### To do
Copy every line from the records below that carries the word "segments".

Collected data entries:

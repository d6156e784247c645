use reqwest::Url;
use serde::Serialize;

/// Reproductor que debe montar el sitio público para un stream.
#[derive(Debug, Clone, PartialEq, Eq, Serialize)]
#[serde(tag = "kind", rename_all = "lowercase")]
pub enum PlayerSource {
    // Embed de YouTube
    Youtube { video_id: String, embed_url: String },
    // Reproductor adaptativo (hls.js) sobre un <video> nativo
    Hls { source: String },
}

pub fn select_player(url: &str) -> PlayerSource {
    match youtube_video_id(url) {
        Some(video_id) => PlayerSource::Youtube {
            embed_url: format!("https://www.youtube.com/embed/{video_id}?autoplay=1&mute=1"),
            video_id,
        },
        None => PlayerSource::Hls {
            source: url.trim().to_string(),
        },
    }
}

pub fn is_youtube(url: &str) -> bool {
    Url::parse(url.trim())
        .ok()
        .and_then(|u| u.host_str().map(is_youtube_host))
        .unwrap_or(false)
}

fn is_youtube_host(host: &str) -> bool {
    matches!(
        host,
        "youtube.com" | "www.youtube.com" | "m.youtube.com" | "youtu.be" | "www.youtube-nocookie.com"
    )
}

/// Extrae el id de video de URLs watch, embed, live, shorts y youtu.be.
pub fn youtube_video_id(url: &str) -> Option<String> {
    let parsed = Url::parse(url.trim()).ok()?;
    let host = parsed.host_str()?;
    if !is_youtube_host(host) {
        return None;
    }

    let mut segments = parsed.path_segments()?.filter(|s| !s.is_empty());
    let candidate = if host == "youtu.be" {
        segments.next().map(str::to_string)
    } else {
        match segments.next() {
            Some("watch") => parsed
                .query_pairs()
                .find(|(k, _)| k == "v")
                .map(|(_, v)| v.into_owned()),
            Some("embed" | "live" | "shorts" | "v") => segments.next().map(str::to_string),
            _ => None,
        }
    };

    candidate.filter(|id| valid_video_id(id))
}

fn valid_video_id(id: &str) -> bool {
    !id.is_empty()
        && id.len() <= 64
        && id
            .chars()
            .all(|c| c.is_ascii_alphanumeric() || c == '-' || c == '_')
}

### Exercise result
    let mut segments = parsed.path_segments()?.filter(|s| !s.is_empty());
        segments.next().map(str::to_string)
        match segments.next() {
            Some("embed" | "live" | "shorts" | "v") => segments.next().map(str::to_string),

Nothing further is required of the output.